## Exercise prompt:
All lines from the one that mentions "of a vehicle." through the last of the entries below must be copied exactly, with both ends kept.

Collected data entries
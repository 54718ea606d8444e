//! Core telemetry value types: sensor readings, anomaly records, vehicle
//! state, and the geofence table.

pub mod geo;

use chrono::{DateTime, Local, Utc};
use serde::{Deserialize, Serialize};
use uuid::Uuid;

pub use geo::{haversine_km, Geofence};

/// Render a timestamp as local wall-clock time with millisecond resolution,
/// the format shared by all CSV sinks (`HH:MM:SS.mmm`).
pub fn format_timestamp(ts: DateTime<Utc>) -> String {
    ts.with_timezone(&Local).format("%H:%M:%S%.3f").to_string()
}

fn csv_bool(b: bool) -> &'static str {
    if b {
        "1"
    } else {
        "0"
    }
}

/// One telemetry observation for one vehicle at one instant.
#[derive(Debug, Clone, PartialEq, Serialize, Deserialize)]
pub struct SensorReading {
    pub timestamp: DateTime<Utc>,
    pub vehicle_id: u32,
    pub speed_kmph: f64,
    pub rpm: f64,
    pub engine_temp_c: f64,
    pub fuel_level_pct: f64,
    pub throttle_pct: f64,
    pub engine_on: bool,
    pub latitude: f64,
    pub longitude: f64,
    pub acceleration_ms2: f64,
    pub brake_pressure_bar: f64,
    pub oil_pressure_bar: f64,
    pub battery_voltage: f64,
    pub odometer_km: f64,
    pub abs_active: bool,
    pub traction_control_active: bool,
}

impl SensorReading {
    pub const CSV_HEADER: &'static str = "Timestamp,VehicleID,Speed,RPM,Temperature,FuelLevel,\
        Throttle,EngineOn,Latitude,Longitude,Acceleration,BrakePressure,OilPressure,\
        BatteryVoltage,Odometer,ABSActive,TractionControlActive";

    /// True when every numeric field is finite and the vehicle id is set.
    /// Readings failing this check are dropped by the coordinator.
    pub fn is_valid(&self) -> bool {
        self.vehicle_id != 0
            && [
                self.speed_kmph,
                self.rpm,
                self.engine_temp_c,
                self.fuel_level_pct,
                self.throttle_pct,
                self.latitude,
                self.longitude,
                self.acceleration_ms2,
                self.brake_pressure_bar,
                self.oil_pressure_bar,
                self.battery_voltage,
                self.odometer_km,
            ]
            .iter()
            .all(|v| v.is_finite())
    }

    pub fn csv_row(&self) -> String {
        format!(
            "{},{},{:.2},{:.2},{:.2},{:.2},{:.2},{},{:.2},{:.2},{:.2},{:.2},{:.2},{:.2},{:.2},{},{}",
            format_timestamp(self.timestamp),
            self.vehicle_id,
            self.speed_kmph,
            self.rpm,
            self.engine_temp_c,
            self.fuel_level_pct,
            self.throttle_pct,
            csv_bool(self.engine_on),
            self.latitude,
            self.longitude,
            self.acceleration_ms2,
            self.brake_pressure_bar,
            self.oil_pressure_bar,
            self.battery_voltage,
            self.odometer_km,
            csv_bool(self.abs_active),
            csv_bool(self.traction_control_active),
        )
    }
}

/// Closed set of anomaly classifications emitted by the rule engine.
#[derive(Debug, Clone, Copy, PartialEq, Eq, Hash, PartialOrd, Ord, Serialize, Deserialize)]
pub enum AnomalyKind {
    SpeedRange,
    RpmRange,
    TempRange,
    SpeedSpike,
    RpmSpike,
    TempSpike,
    EngineStall,
    Overheating,
    Erratic,
    SensorFail,
    FuelLeak,
    Maintenance,
    Geofence,
    HarshAccel,
    HarshBrake,
}

impl AnomalyKind {
    /// Uppercase wire token used in CSV logs and reports.
    pub fn label(&self) -> &'static str {
        match self {
            AnomalyKind::SpeedRange => "SPEED_RANGE",
            AnomalyKind::RpmRange => "RPM_RANGE",
            AnomalyKind::TempRange => "TEMP_RANGE",
            AnomalyKind::SpeedSpike => "SPEED_SPIKE",
            AnomalyKind::RpmSpike => "RPM_SPIKE",
            AnomalyKind::TempSpike => "TEMP_SPIKE",
            AnomalyKind::EngineStall => "ENGINE_STALL",
            AnomalyKind::Overheating => "OVERHEATING",
            AnomalyKind::Erratic => "ERRATIC",
            AnomalyKind::SensorFail => "SENSOR_FAIL",
            AnomalyKind::FuelLeak => "FUEL_LEAK",
            AnomalyKind::Maintenance => "MAINTENANCE",
            AnomalyKind::Geofence => "GEOFENCE",
            AnomalyKind::HarshAccel => "HARSH_ACCEL",
            AnomalyKind::HarshBrake => "HARSH_BRAKE",
        }
    }
}

/// Human-readable name for a severity level.
pub fn severity_name(severity: u8) -> &'static str {
    match severity {
        1 => "LOW",
        2 => "MINOR",
        3 => "MODERATE",
        4 => "HIGH",
        5 => "CRITICAL",
        _ => "UNKNOWN",
    }
}

/// A labeled deviation event emitted by a classifier rule.
#[derive(Debug, Clone, PartialEq, Serialize, Deserialize)]
pub struct AnomalyRecord {
    pub id: Uuid,
    pub timestamp: DateTime<Utc>,
    pub vehicle_id: u32,
    pub sensor: String,
    pub value: f64,
    pub kind: AnomalyKind,
    pub description: String,
    pub severity: u8,
    pub priority: u8,
    pub acknowledged: bool,
    pub location: Option<String>,
    pub ml_score: f64,
}

impl AnomalyRecord {
    pub const CSV_HEADER: &'static str =
        "Timestamp,VehicleID,Sensor,Value,Type,Description,Severity,Priority,Location,MLScore";

    #[allow(clippy::too_many_arguments)]
    pub fn new(
        timestamp: DateTime<Utc>,
        vehicle_id: u32,
        sensor: &str,
        value: f64,
        kind: AnomalyKind,
        description: &str,
        severity: u8,
        location: Option<String>,
        ml_score: f64,
    ) -> Self {
        let severity = severity.clamp(1, 5);
        Self {
            id: Uuid::new_v4(),
            timestamp,
            vehicle_id,
            sensor: sensor.to_string(),
            value,
            kind,
            description: description.to_string(),
            severity,
            priority: severity,
            acknowledged: false,
            location,
            ml_score,
        }
    }

    pub fn csv_row(&self) -> String {
        format!(
            "{},{},{},{:.2},{},{},{},{},{},{:.2}",
            format_timestamp(self.timestamp),
            self.vehicle_id,
            self.sensor,
            self.value,
            self.kind.label(),
            self.description,
            self.severity,
            self.priority,
            self.location.as_deref().unwrap_or(""),
            self.ml_score,
        )
    }
}

/// Derived health state of a vehicle.
#[derive(Debug, Clone, Copy, PartialEq, Eq, Serialize, Deserialize)]
pub enum VehicleState {
    Normal,
    Warning,
    Critical,
    Offline,
    Maintenance,
}

impl VehicleState {
    pub fn as_str(&self) -> &'static str {
        match self {
            VehicleState::Normal => "NORMAL",
            VehicleState::Warning => "WARNING",
            VehicleState::Critical => "CRITICAL",
            VehicleState::Offline => "OFFLINE",
            VehicleState::Maintenance => "MAINTENANCE",
        }
    }
}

## Task answer:
/// Derived health state of a vehicle.
#[derive(Debug, Clone, Copy, PartialEq, Eq, Serialize, Deserialize)]
pub enum VehicleState {
    Normal,
    Warning,
    Critical,
    Offline,
    Maintenance,
}

impl VehicleState {
    pub fn as_str(&self) -> &'static str {
        match self {
            VehicleState::Normal => "NORMAL",
            VehicleState::Warning => "WARNING",
            VehicleState::Critical => "CRITICAL",
            VehicleState::Offline => "OFFLINE",
            VehicleState::Maintenance => "MAINTENANCE",
        }
    }
}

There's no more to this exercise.